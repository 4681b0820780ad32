use async_trait::async_trait;
use bb8::{Pool, PooledConnection, RunError};
use bb8_redis::RedisConnectionManager;
use parking_lot::RwLock;
use redis::{AsyncCommands, RedisError, RedisResult};
use std::future::Future;
use std::sync::atomic::{AtomicI64, Ordering};
use std::sync::Arc;
use tracing::{debug, info, warn};

use grouped_cache_core::{CacheError, KeyValueStore, Result};

use super::config::RedisConfig;

type RedisPool = Pool<RedisConnectionManager>;

/// Redis-backed key-value store
///
/// Holds a long-lived connection pool for its whole lifetime. Every command
/// runs on a pooled connection bound to the active database and is cut off
/// after the configured read timeout.
#[derive(Clone)]
pub struct RedisStore {
    pool: Arc<RwLock<RedisPool>>,
    database: Arc<AtomicI64>,
    config: RedisConfig,
}

impl RedisStore {
    /// Connect, retrying up to `config.retries` extra times
    ///
    /// The connection is only considered established once a `PING` round
    /// trip succeeds.
    pub async fn connect(config: RedisConfig) -> Result<Self> {
        config.validate()?;
        let pool = Self::open_pool(&config, config.database).await?;

        info!(
            host = %config.host,
            port = config.effective_port(),
            database = config.database,
            pool_size = config.pool_size,
            "connected to redis"
        );

        Ok(Self {
            pool: Arc::new(RwLock::new(pool)),
            database: Arc::new(AtomicI64::new(config.database)),
            config,
        })
    }

    /// Configuration this store was built with
    pub fn config(&self) -> &RedisConfig {
        &self.config
    }

    /// Currently active database index
    pub fn database(&self) -> i64 {
        self.database.load(Ordering::SeqCst)
    }

    async fn open_pool(config: &RedisConfig, database: i64) -> Result<RedisPool> {
        let url = config.url_for(database);
        let mut attempt = 0;
        loop {
            match Self::try_open(config, &url).await {
                Ok(pool) => return Ok(pool),
                Err(e) if attempt < config.retries => {
                    attempt += 1;
                    warn!(
                        attempt,
                        retries = config.retries,
                        error = %e,
                        "redis connection attempt failed, retrying"
                    );
                    tokio::time::sleep(config.retry_interval).await;
                }
                Err(e) => return Err(e),
            }
        }
    }

    async fn try_open(config: &RedisConfig, url: &str) -> Result<RedisPool> {
        let manager = RedisConnectionManager::new(url)
            .map_err(|e| CacheError::Connection(e.to_string()))?;

        let pool = Pool::builder()
            .max_size(config.pool_size)
            .connection_timeout(config.connect_timeout)
            .build(manager)
            .await
            .map_err(|e| CacheError::Connection(e.to_string()))?;

        {
            let mut conn = pool.get().await.map_err(Self::checkout_error)?;
            let ping = redis::cmd("PING");
            tokio::time::timeout(config.connect_timeout, ping.query_async::<String>(&mut *conn))
                .await
                .map_err(|_| CacheError::Timeout)?
                .map_err(|e| CacheError::Connection(e.to_string()))?;
        }

        Ok(pool)
    }

    fn checkout_error(err: RunError<RedisError>) -> CacheError {
        match err {
            RunError::User(e) => CacheError::Connection(e.to_string()),
            RunError::TimedOut => CacheError::Timeout,
        }
    }

    /// Get an owned connection from the current pool
    async fn connection(&self) -> Result<PooledConnection<'static, RedisConnectionManager>> {
        let pool = self.pool.read().clone();
        pool.get_owned().await.map_err(Self::checkout_error)
    }

    /// Await a command, bounded by the read timeout
    async fn timed<T, F>(&self, command: F) -> Result<T>
    where
        F: Future<Output = RedisResult<T>>,
    {
        let outcome = match self.config.read_timeout {
            Some(limit) => tokio::time::timeout(limit, command)
                .await
                .map_err(|_| CacheError::Timeout)?,
            None => command.await,
        };
        outcome.map_err(|e| CacheError::Backend(e.to_string()))
    }
}

#[async_trait]
impl KeyValueStore for RedisStore {
    async fn get(&self, id: &str) -> Result<Option<Vec<u8>>> {
        let mut conn = self.connection().await?;
        let bytes: Option<Vec<u8>> = self.timed(conn.get(id)).await?;
        Ok(bytes)
    }

    async fn set(&self, id: &str, payload: Vec<u8>, ttl_secs: u64) -> Result<()> {
        let mut conn = self.connection().await?;
        if ttl_secs > 0 {
            let _: () = self.timed(conn.set_ex(id, payload, ttl_secs)).await?;
        } else {
            let _: () = self.timed(conn.set(id, payload)).await?;
        }
        Ok(())
    }

    async fn delete(&self, id: &str) -> Result<u64> {
        let mut conn = self.connection().await?;
        let removed: u64 = self.timed(conn.del(id)).await?;
        Ok(removed)
    }

    async fn exists(&self, id: &str) -> Result<bool> {
        let mut conn = self.connection().await?;
        let found: bool = self.timed(conn.exists(id)).await?;
        Ok(found)
    }

    async fn flush(&self) -> Result<()> {
        let mut conn = self.connection().await?;
        let _: () = self
            .timed(redis::cmd("FLUSHDB").query_async(&mut *conn))
            .await?;
        Ok(())
    }

    /// Rebuilds the pool against the new database so that every pooled
    /// connection, including ones reopened later, lands on it.
    async fn select(&self, index: i64) -> Result<()> {
        if index < 0 {
            return Err(CacheError::InvalidConfig(format!(
                "database index {} is negative",
                index
            )));
        }
        let pool = Self::open_pool(&self.config, index).await?;
        *self.pool.write() = pool;
        self.database.store(index, Ordering::SeqCst);
        debug!(database = index, "redis database selected");
        Ok(())
    }

    fn name(&self) -> &str {
        "redis"
    }
}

## WORK REQUIRED
The word "Ordering" is the filter: copy every line of the listing above that contains it.

## SOLUTION FOR THIS TASK
use std::sync::atomic::{AtomicI64, Ordering};
        self.database.load(Ordering::SeqCst)
        self.database.store(index, Ordering::SeqCst);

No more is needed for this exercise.